# Description of the task:
Because the material must match the original, reproduce every line of it exactly.
-- Extracted data follows --
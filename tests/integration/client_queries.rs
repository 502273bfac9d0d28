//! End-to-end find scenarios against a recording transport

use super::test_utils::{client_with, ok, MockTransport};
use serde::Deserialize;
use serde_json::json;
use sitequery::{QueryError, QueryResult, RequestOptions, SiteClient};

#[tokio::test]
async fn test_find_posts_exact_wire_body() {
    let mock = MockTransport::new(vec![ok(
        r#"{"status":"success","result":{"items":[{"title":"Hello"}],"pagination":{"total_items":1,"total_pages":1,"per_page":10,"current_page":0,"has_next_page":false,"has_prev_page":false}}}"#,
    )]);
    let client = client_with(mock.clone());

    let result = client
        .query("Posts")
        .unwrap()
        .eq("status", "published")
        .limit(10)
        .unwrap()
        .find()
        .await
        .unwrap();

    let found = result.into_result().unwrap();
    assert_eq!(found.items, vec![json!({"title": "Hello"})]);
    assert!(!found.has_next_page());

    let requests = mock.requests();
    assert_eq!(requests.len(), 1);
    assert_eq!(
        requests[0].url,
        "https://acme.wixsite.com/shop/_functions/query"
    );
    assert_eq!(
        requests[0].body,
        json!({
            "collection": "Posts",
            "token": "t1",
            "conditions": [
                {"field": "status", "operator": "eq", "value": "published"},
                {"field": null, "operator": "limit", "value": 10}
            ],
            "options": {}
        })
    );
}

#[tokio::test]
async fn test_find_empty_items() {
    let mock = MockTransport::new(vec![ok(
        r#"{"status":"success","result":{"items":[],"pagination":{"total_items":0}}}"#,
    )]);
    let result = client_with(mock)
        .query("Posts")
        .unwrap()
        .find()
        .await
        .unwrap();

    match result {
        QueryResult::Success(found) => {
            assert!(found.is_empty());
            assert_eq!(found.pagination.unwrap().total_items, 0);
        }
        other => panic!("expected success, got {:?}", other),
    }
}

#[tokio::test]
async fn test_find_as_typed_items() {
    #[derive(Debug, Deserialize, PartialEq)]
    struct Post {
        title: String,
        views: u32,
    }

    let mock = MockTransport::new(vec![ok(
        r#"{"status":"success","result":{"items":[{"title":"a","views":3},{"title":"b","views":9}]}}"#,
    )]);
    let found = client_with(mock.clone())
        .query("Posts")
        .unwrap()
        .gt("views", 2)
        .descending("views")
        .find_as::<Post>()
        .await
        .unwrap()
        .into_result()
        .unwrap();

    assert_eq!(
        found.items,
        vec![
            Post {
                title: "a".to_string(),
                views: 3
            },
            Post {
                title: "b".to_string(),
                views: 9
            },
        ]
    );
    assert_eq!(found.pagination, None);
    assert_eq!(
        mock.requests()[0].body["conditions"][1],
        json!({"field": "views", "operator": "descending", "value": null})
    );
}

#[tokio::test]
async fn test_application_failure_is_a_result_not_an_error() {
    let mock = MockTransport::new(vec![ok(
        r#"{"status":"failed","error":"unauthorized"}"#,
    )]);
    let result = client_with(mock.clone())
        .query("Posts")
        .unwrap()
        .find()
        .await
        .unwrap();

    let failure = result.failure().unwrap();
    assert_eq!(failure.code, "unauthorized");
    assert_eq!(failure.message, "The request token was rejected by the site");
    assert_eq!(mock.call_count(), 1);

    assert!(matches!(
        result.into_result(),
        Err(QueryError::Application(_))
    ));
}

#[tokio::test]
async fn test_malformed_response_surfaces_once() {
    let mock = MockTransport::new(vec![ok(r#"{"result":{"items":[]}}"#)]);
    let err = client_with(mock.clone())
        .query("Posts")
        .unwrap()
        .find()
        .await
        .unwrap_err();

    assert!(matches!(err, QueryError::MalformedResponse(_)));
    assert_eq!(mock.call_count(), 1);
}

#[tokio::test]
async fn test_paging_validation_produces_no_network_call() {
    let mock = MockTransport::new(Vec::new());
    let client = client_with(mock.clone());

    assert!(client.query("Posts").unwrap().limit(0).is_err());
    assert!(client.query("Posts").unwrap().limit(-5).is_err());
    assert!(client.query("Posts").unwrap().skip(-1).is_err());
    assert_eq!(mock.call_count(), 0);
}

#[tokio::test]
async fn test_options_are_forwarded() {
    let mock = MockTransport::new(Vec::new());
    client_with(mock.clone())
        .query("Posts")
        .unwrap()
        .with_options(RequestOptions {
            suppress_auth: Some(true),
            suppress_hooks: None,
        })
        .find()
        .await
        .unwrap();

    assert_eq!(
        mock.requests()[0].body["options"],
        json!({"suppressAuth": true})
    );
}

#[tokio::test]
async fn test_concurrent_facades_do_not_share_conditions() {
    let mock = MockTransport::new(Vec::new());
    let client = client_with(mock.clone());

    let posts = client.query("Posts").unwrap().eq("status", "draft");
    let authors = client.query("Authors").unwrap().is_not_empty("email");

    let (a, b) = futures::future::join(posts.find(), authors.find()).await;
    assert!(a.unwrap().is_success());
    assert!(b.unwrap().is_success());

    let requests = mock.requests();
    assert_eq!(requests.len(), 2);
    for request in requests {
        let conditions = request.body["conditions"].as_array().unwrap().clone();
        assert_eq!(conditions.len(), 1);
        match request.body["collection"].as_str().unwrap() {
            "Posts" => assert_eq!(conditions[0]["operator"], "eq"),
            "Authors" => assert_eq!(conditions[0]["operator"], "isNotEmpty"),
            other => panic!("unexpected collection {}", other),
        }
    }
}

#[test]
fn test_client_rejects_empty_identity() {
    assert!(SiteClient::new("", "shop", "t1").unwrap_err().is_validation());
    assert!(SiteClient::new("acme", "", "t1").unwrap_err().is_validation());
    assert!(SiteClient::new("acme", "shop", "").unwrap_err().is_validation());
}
-- Extracted data concluded --
# Finished exercise:
filename tests/integration/client_queries.rs
repository 502273bfac9d0d28
//! End-to-end find scenarios against a recording transport

use super::test_utils::{client_with, ok, MockTransport};
use serde::Deserialize;
use serde_json::json;
use sitequery::{QueryError, QueryResult, RequestOptions, SiteClient};

#[tokio::test]
async fn test_find_posts_exact_wire_body() {
    let mock = MockTransport::new(vec![ok(
        r#"{"status":"success","result":{"items":[{"title":"Hello"}],"pagination":{"total_items":1,"total_pages":1,"per_page":10,"current_page":0,"has_next_page":false,"has_prev_page":false}}}"#,
    )]);
    let client = client_with(mock.clone());

    let result = client
        .query("Posts")
        .unwrap()
        .eq("status", "published")
        .limit(10)
        .unwrap()
        .find()
        .await
        .unwrap();

    let found = result.into_result().unwrap();
    assert_eq!(found.items, vec![json!({"title": "Hello"})]);
    assert!(!found.has_next_page());

    let requests = mock.requests();
    assert_eq!(requests.len(), 1);
    assert_eq!(
        requests[0].url,
        "https://acme.wixsite.com/shop/_functions/query"
    );
    assert_eq!(
        requests[0].body,
        json!({
            "collection": "Posts",
            "token": "t1",
            "conditions": [
                {"field": "status", "operator": "eq", "value": "published"},
                {"field": null, "operator": "limit", "value": 10}
            ],
            "options": {}
        })
    );
}

#[tokio::test]
async fn test_find_empty_items() {
    let mock = MockTransport::new(vec![ok(
        r#"{"status":"success","result":{"items":[],"pagination":{"total_items":0}}}"#,
    )]);
    let result = client_with(mock)
        .query("Posts")
        .unwrap()
        .find()
        .await
        .unwrap();

    match result {
        QueryResult::Success(found) => {
            assert!(found.is_empty());
            assert_eq!(found.pagination.unwrap().total_items, 0);
        }
        other => panic!("expected success, got {:?}", other),
    }
}

#[tokio::test]
async fn test_find_as_typed_items() {
    #[derive(Debug, Deserialize, PartialEq)]
    struct Post {
        title: String,
        views: u32,
    }

    let mock = MockTransport::new(vec![ok(
        r#"{"status":"success","result":{"items":[{"title":"a","views":3},{"title":"b","views":9}]}}"#,
    )]);
    let found = client_with(mock.clone())
        .query("Posts")
        .unwrap()
        .gt("views", 2)
        .descending("views")
        .find_as::<Post>()
        .await
        .unwrap()
        .into_result()
        .unwrap();

    assert_eq!(
        found.items,
        vec![
            Post {
                title: "a".to_string(),
                views: 3
            },
            Post {
                title: "b".to_string(),
                views: 9
            },
        ]
    );
    assert_eq!(found.pagination, None);
    assert_eq!(
        mock.requests()[0].body["conditions"][1],
        json!({"field": "views", "operator": "descending", "value": null})
    );
}

#[tokio::test]
async fn test_application_failure_is_a_result_not_an_error() {
    let mock = MockTransport::new(vec![ok(
        r#"{"status":"failed","error":"unauthorized"}"#,
    )]);
    let result = client_with(mock.clone())
        .query("Posts")
        .unwrap()
        .find()
        .await
        .unwrap();

    let failure = result.failure().unwrap();
    assert_eq!(failure.code, "unauthorized");
    assert_eq!(failure.message, "The request token was rejected by the site");
    assert_eq!(mock.call_count(), 1);

    assert!(matches!(
        result.into_result(),
        Err(QueryError::Application(_))
    ));
}

#[tokio::test]
async fn test_malformed_response_surfaces_once() {
    let mock = MockTransport::new(vec![ok(r#"{"result":{"items":[]}}"#)]);
    let err = client_with(mock.clone())
        .query("Posts")
        .unwrap()
        .find()
        .await
        .unwrap_err();

    assert!(matches!(err, QueryError::MalformedResponse(_)));
    assert_eq!(mock.call_count(), 1);
}

#[tokio::test]
async fn test_paging_validation_produces_no_network_call() {
    let mock = MockTransport::new(Vec::new());
    let client = client_with(mock.clone());

    assert!(client.query("Posts").unwrap().limit(0).is_err());
    assert!(client.query("Posts").unwrap().limit(-5).is_err());
    assert!(client.query("Posts").unwrap().skip(-1).is_err());
    assert_eq!(mock.call_count(), 0);
}

#[tokio::test]
async fn test_options_are_forwarded() {
    let mock = MockTransport::new(Vec::new());
    client_with(mock.clone())
        .query("Posts")
        .unwrap()
        .with_options(RequestOptions {
            suppress_auth: Some(true),
            suppress_hooks: None,
        })
        .find()
        .await
        .unwrap();

    assert_eq!(
        mock.requests()[0].body["options"],
        json!({"suppressAuth": true})
    );
}

#[tokio::test]
async fn test_concurrent_facades_do_not_share_conditions() {
    let mock = MockTransport::new(Vec::new());
    let client = client_with(mock.clone());

    let posts = client.query("Posts").unwrap().eq("status", "draft");
    let authors = client.query("Authors").unwrap().is_not_empty("email");

    let (a, b) = futures::future::join(posts.find(), authors.find()).await;
    assert!(a.unwrap().is_success());
    assert!(b.unwrap().is_success());

    let requests = mock.requests();
    assert_eq!(requests.len(), 2);
    for request in requests {
        let conditions = request.body["conditions"].as_array().unwrap().clone();
        assert_eq!(conditions.len(), 1);
        match request.body["collection"].as_str().unwrap() {
            "Posts" => assert_eq!(conditions[0]["operator"], "eq"),
            "Authors" => assert_eq!(conditions[0]["operator"], "isNotEmpty"),
            other => panic!("unexpected collection {}", other),
        }
    }
}

#[test]
fn test_client_rejects_empty_identity() {
    assert!(SiteClient::new("", "shop", "t1").unwrap_err().is_validation());
    assert!(SiteClient::new("acme", "", "t1").unwrap_err().is_validation());
    assert!(SiteClient::new("acme", "shop", "").unwrap_err().is_validation());
}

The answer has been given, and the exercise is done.